You have to additionally set preferredMaxLayoutWidth for all your multiline labels.

Functional programming

It's never been so easy to deal with table views.

let users = /* some users array */

let click = TableRowAction<UserTableViewCell>(.click) {

}

let rows = users.filter({ $0.state == .active }).map({ TableRow<UserTableViewCell>(item: $0.name, actions: [click]) })

tableDirector += rows

Done, your table is ready.

Automatic cell registration

TableKit can register your cells in a table view automatically. In case if your reusable cell id mathces cell's xib name:

MyTableViewCell.swift
MyTableViewCell.xib

You can also turn off this behaviour:

let tableDirector = TableDirector(tableView: tableView, shouldUseAutomaticCellRegistration: false)

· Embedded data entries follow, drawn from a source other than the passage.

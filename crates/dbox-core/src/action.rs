//! Unified action system for dbox.
//!
//! Every user-triggerable action is represented by the [`Action`] enum.
//! [`ActionRegistry`] provides metadata (id, name, description, category)
//! used for keymap parsing and the help overlay.

/// Every user-triggerable action in dbox.
///
/// Variants carry no parameters - context is determined at dispatch time.
#[derive(Debug, Clone, Copy, PartialEq, Eq, Hash)]
pub enum Action {
    // Navigation
    CursorUp,
    CursorDown,
    PageUp,
    PageDown,
    CursorTop,
    CursorBottom,
    Open,
    GoParent,
    // Selection
    ToggleSelect,
    Download,
    // Remote
    Reload,
    ClearCache,
    OpenInBrowser,
    // System
    Help,
    Quit,
    ForceQuit,
}

/// Broad category for grouping actions in the help overlay.
#[derive(Debug, Clone, Copy, PartialEq, Eq)]
pub enum ActionCategory {
    Navigation,
    Selection,
    Remote,
    System,
}

impl ActionCategory {
    /// Human-readable label for display.
    pub fn label(self) -> &'static str {
        match self {
            Self::Navigation => "Navigation",
            Self::Selection => "Selection",
            Self::Remote => "Remote",
            Self::System => "System",
        }
    }
}

/// Metadata for a single action.
#[derive(Debug, Clone)]
pub struct ActionDescriptor {
    pub action: Action,
    /// Snake-case identifier used in `keymap.toml` (e.g. `"cursor_up"`).
    pub id: &'static str,
    /// Human-readable name (e.g. `"Cursor Up"`).
    pub name: &'static str,
    /// Short description (e.g. `"Move cursor up one entry"`).
    pub description: &'static str,
    pub category: ActionCategory,
}

/// Registry of all available actions.
#[derive(Debug, Clone)]
pub struct ActionRegistry {
    descriptors: Vec<ActionDescriptor>,
}

impl ActionRegistry {
    /// Builds the registry containing every known action.
    pub fn new() -> Self {
        let descriptors = vec![
            // Navigation
            ActionDescriptor {
                action: Action::CursorUp,
                id: "cursor_up",
                name: "Cursor Up",
                description: "Move cursor up one entry",
                category: ActionCategory::Navigation,
            },
            ActionDescriptor {
                action: Action::CursorDown,
                id: "cursor_down",
                name: "Cursor Down",
                description: "Move cursor down one entry",
                category: ActionCategory::Navigation,
            },
            ActionDescriptor {
                action: Action::PageUp,
                id: "page_up",
                name: "Page Up",
                description: "Move cursor up five entries",
                category: ActionCategory::Navigation,
            },
            ActionDescriptor {
                action: Action::PageDown,
                id: "page_down",
                name: "Page Down",
                description: "Move cursor down five entries",
                category: ActionCategory::Navigation,
            },
            ActionDescriptor {
                action: Action::CursorTop,
                id: "go_first",
                name: "Go to First",
                description: "Jump to the first entry",
                category: ActionCategory::Navigation,
            },
            ActionDescriptor {
                action: Action::CursorBottom,
                id: "go_last",
                name: "Go to Last",
                description: "Jump to the last entry",
                category: ActionCategory::Navigation,
            },
            ActionDescriptor {
                action: Action::Open,
                id: "open",
                name: "Open",
                description: "Enter folder or open file",
                category: ActionCategory::Navigation,
            },
            ActionDescriptor {
                action: Action::GoParent,
                id: "go_parent",
                name: "Go Parent",
                description: "Navigate to parent folder",
                category: ActionCategory::Navigation,
            },
            // Selection
            ActionDescriptor {
                action: Action::ToggleSelect,
                id: "toggle_select",
                name: "Toggle Selection",
                description: "Select or deselect entry under cursor",
                category: ActionCategory::Selection,
            },
            ActionDescriptor {
                action: Action::Download,
                id: "download",
                name: "Download",
                description: "Download selected entries",
                category: ActionCategory::Selection,
            },
            // Remote
            ActionDescriptor {
                action: Action::Reload,
                id: "reload",
                name: "Reload",
                description: "Re-fetch current folder",
                category: ActionCategory::Remote,
            },
            ActionDescriptor {
                action: Action::ClearCache,
                id: "clear_cache",
                name: "Clear Cache",
                description: "Forget all cached listings",
                category: ActionCategory::Remote,
            },
            ActionDescriptor {
                action: Action::OpenInBrowser,
                id: "open_browser",
                name: "Open in Browser",
                description: "Open current folder on the web",
                category: ActionCategory::Remote,
            },
            // System
            ActionDescriptor {
                action: Action::Help,
                id: "help",
                name: "Help",
                description: "Show keyboard shortcuts",
                category: ActionCategory::System,
            },
            ActionDescriptor {
                action: Action::Quit,
                id: "quit",
                name: "Quit",
                description: "Exit dbox",
                category: ActionCategory::System,
            },
            ActionDescriptor {
                action: Action::ForceQuit,
                id: "force_quit",
                name: "Force Quit",
                description: "Exit immediately, aborting downloads",
                category: ActionCategory::System,
            },
        ];
        Self { descriptors }
    }

    /// Returns all descriptors.
    pub fn all(&self) -> &[ActionDescriptor] {
        &self.descriptors
    }

    /// Finds an action by its string id (for keymap.toml parsing).
    pub fn find_by_id(&self, id: &str) -> Option<Action> {
        self.descriptors
            .iter()
            .find(|d| d.id == id)
            .map(|d| d.action)
    }

    /// Returns the descriptor for a given action.
    pub fn descriptor_for(&self, action: Action) -> Option<&ActionDescriptor> {
        self.descriptors.iter().find(|d| d.action == action)
    }
}

impl Default for ActionRegistry {
    fn default() -> Self {
        Self::new()
    }
}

and register your cell manually.

Installation

CocoaPods

To integrate TableKit into your Xcode project using CocoaPods, specify it in your Podfile:

pod 'TableKit'

Carthage

Add the line github "maxsokolov/tablekit" to your Cartfile.

Manual

Clone the repo and drag files from Sources folder into your Xcode project.

Requirements

  • iOS 8.0
  • Xcode 9.0

Changelog

Keep an eye on changes.

License

TableKit is available under the MIT license. See LICENSE for details.